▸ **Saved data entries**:
- Opening Delimiter -
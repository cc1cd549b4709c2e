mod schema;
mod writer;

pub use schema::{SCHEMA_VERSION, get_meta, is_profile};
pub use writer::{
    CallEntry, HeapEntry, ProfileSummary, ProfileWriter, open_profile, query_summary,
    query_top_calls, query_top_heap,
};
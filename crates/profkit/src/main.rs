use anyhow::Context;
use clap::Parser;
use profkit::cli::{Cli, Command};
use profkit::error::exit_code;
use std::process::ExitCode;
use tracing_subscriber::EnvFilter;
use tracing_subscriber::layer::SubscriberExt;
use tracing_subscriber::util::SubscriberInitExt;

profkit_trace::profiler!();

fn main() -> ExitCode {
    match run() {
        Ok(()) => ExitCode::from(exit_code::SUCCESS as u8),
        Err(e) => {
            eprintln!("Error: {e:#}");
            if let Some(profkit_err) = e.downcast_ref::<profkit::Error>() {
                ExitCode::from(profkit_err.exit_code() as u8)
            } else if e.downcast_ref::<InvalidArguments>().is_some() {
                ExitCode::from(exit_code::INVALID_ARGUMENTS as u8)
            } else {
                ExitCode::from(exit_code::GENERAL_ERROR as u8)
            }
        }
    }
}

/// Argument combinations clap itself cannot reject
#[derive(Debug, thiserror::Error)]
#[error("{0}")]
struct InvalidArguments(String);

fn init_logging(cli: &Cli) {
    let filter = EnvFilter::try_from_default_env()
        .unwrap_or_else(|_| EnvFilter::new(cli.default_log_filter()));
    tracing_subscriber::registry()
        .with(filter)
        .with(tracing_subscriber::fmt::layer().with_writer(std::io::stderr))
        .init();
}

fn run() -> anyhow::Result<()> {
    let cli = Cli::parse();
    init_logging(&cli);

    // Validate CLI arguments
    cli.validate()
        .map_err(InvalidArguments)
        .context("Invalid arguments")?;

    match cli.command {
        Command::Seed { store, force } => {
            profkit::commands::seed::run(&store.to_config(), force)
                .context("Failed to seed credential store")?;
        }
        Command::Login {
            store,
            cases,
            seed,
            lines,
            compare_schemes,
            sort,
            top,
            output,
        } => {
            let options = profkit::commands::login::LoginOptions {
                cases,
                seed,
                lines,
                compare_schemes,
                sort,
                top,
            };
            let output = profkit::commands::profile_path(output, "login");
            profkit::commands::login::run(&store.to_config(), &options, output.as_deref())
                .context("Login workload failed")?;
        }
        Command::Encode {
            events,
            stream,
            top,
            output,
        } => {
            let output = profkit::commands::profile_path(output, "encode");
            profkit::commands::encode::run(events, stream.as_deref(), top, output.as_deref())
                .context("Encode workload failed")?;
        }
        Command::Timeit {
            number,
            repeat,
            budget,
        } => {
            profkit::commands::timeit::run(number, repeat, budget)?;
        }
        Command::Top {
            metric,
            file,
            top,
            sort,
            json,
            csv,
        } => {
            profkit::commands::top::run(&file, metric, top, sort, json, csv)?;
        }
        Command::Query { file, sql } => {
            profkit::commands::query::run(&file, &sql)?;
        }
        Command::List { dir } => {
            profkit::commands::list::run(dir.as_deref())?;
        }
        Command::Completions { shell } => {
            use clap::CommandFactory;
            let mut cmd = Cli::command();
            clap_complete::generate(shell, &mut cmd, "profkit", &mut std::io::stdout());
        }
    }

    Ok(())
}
- Closing Delimiter -
▸ **WHAT YOU SHOULD DO**:
Could you find each line in the entries that contains the string "events" and copy it?

▸ **RESPONSE TO THE EXERCISE**:
            events,
            profkit::commands::encode::run(events, stream.as_deref(), top, output.as_deref())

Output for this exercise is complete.